How can you dissolve a body?



I could go on forever with the disturbing, creepy things I've searched for over the last two months but I don’t want to alert the authorities any further.

I’m of the writer's school of philosophy that subscribes to the, ‘Why do proper research when you can get all your information from the Internet’ way of thinking.

Some people say you should write what you know, but to be honest, I just don’t know very much.

If I wrote what I know, I’d start up a silly blog about five horrible teenagers who terrorise their mother with dangerous antics involving cars and only ever speak to her with savage derision, wouldn’t I?

Or I could write a blog about how a teacher almost has a nervous breakdown because her students run rings around her and her colleagues mock and torment her at every opportunity, couldn’t I?

But no. I’ve chosen to write a
novel about things I’ve NEVER had any experience with.

A parent of one of my students, who happens to be a nurse, came in for a parent teacher interview a couple of months ago. Little did she know that she’d be inching towards the door attempting to escape my clutches as I relentlessly grilled her about ‘at home dialysis treatment’ after we’d talked about her son’s academic progress briefly.

She was a good sport about it but I had to make her promise not to tell my Deputy Principal I hijacked our meeting.

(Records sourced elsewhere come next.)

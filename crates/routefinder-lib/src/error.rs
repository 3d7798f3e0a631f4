use std::path::PathBuf;

use thiserror::Error;

use crate::graph::NodeId;

/// Convenient result alias for the routefinder library.
pub type Result<T> = std::result::Result<T, Error>;

/// Top-level library error type.
#[derive(Debug, Error)]
pub enum Error {
    /// Geometry source could not be located at the resolved path.
    #[error("geometry source not found at {path}")]
    SourceNotFound { path: PathBuf },

    /// No source path was given and the environment did not provide one.
    #[error("no geometry source configured; pass --source or set {env_var}")]
    SourceNotConfigured { env_var: &'static str },

    /// Raised when the geometry source cannot be interpreted.
    #[error("malformed geometry source: {message}")]
    MalformedSource { message: String },

    /// Raised when a source does not declare a coordinate reference system.
    #[error("geometry source has no coordinate reference system defined")]
    MissingCrs,

    /// Raised when a source declares a coordinate reference system we cannot project.
    #[error("unsupported coordinate reference system: {name}")]
    UnsupportedCrs { name: String },

    /// Raised when a source yielded no usable edge.
    #[error("geometry source produced an empty graph")]
    EmptyGraph,

    /// Raised when a query references a node identifier outside the graph.
    #[error("node {id} is not present in the graph ({node_count} nodes)")]
    UnknownNode { id: NodeId, node_count: usize },

    /// Raised when a search or build parameter is out of range.
    #[error("invalid parameter {name}: {reason}")]
    InvalidParameter { name: &'static str, reason: String },

    /// Wrapper for IO errors.
    #[error(transparent)]
    Io(#[from] std::io::Error),

    /// Wrapper for CSV parsing errors.
    #[error(transparent)]
    Csv(#[from] csv::Error),
}

impl Error {
    pub(crate) fn malformed(message: impl Into<String>) -> Self {
        Error::MalformedSource {
            message: message.into(),
        }
    }

    pub(crate) fn invalid(name: &'static str, reason: impl Into<String>) -> Self {
        Error::InvalidParameter {
            name,
            reason: reason.into(),
        }
    }

    /// Whether this error stems from caller input rather than the graph source.
    pub fn is_invalid_input(&self) -> bool {
        matches!(
            self,
            Error::UnknownNode { .. } | Error::InvalidParameter { .. }
        )
    }
}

So anyway, I really don’t have anything to tell about this week except… I may be about to become a grandmother...
Huzzah!

Hagar and Meggles are making noises about buying a Chihuahua.

And last night I ate some meat for the first time since Australia day 2014.

Cooked by Scotto, who may or may not need to watch his back in the kitchen.


I think all this gory research has made me hungry for blood.